If the tree trunk is the body of the table or chair, then the finished piece would be like its true essence. A soul.

Sometimes, it’s a worked block of wood, with finely sanded but chiseled planes, fluted tables, a gently round end table, their signature “tulip” chairs, or even the sloped of a ringed charcuterie board.

“It is, it’s chaos—and I think because we still said ‘yes’ to things during the chaos, that’s why these things have happened,” Jana says of their company and their passion for it.

“I mean, the first ‘yes’ was obviously carving the wooden mushroom,” says Tanner, and he and Jana both laugh.

After all, where this is life and decay and trees, new lifeforms will invariably grow. In 2016, while designing a display for Jana, Tanner carved what would be the first of many—many—mushrooms. The Roaches were stunned when they were approached by hordes of potential customers, all asking the same thing: “Where can we get one of those? And are they for sale?”
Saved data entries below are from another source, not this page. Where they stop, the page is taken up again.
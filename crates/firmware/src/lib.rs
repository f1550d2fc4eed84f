//! Animatronic player firmware
//!
//! Copies a track from the microSD card into serial flash and plays it back
//! to the DAC and the four actuator lines, under control of one mode button.
//!
//! # Architecture
//!
//! ```text
//! main.rs (thread mode: Player loop)      panel task (interrupt executor)
//!         │                                       │
//!         ├── player ── transfer / playback       ├── front_panel
//!         ├── feedback (beeps, soft start)        │
//!         └── fat (embedded-sdmmc) ── sdcard      │
//!                     │                           │
//!              platform::ControlState ◄───────────┘
//! ```
//!
//! # Features
//!
//! - `hardware` - Build for the STM32H7 target (embassy, defmt)
//! - `std` - Enable standard library (host tests)
//!
//! # Building
//!
//! ```bash
//! cargo build --release --target thumbv7em-none-eabihf --features hardware
//! ```

#![cfg_attr(all(not(test), not(feature = "std")), no_std)]
#![warn(missing_docs)]
#![warn(clippy::all)]
#![warn(clippy::pedantic)]
#![deny(unsafe_op_in_unsafe_fn)]
// unsafe fn body is not implicitly unsafe block
// Logging discipline
#![warn(clippy::print_stdout)] // prefer defmt over println! in lib code
#![warn(clippy::dbg_macro)] // dbg! should not be left in committed code
// Intentional allows for this codebase:
#![allow(clippy::module_name_repetitions)] // common in Rust crates; not a real issue
#![allow(clippy::missing_errors_doc)] // most errors are self-explanatory
#![allow(clippy::must_use_candidate)]
#![allow(clippy::doc_markdown)]

pub mod fat;
pub mod feedback;
pub mod front_panel;
pub mod player;

#[cfg(feature = "hardware")]
pub mod hardware;

pub use front_panel::{FrontPanel, PanelAction};
pub use player::{Outcome, Player, PlayerError};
Over the next few years, the Roaches created and sold hundreds of mushrooms up and down the West Coast. All the while, their reputation was growing along with word about their work. And in 2020, Back & Cap’s first taste of real success came knocking…along with interior designer Leanne Ford. Once they were featured on Home Again with the Fords, Jana and Tanner really started making waves in the design world.

 

“We enjoy it all, but that’s kind of where it started: with a simple mushroom,” says Tanner. “The rest of everything we do—the organic, modern-type furniture—really grew out of that. ‘What else can we do with the carving and the kind of natural characteristics of wood?’”

 

Because, on the one hand, it’s just a mushroom. But in another way, they’re so much more than that. Each mushroom is carved from wood, softly sanded, but showcasing a sloping, organic form that shows off the nuances of the raw food, its cracks, whorls, knows, and variations in color and gradient. The result is altogether aesthetically pleasing—and more, it seems to channel the very soul of the forest. These aren’t your everyday grocery store mushrooms, but something untamed and viscerally natural that grows among the moss and decay of the deepest forests. These mushrooms speak of sprites and wild things and a world that smells earthy and clean under dappled shade.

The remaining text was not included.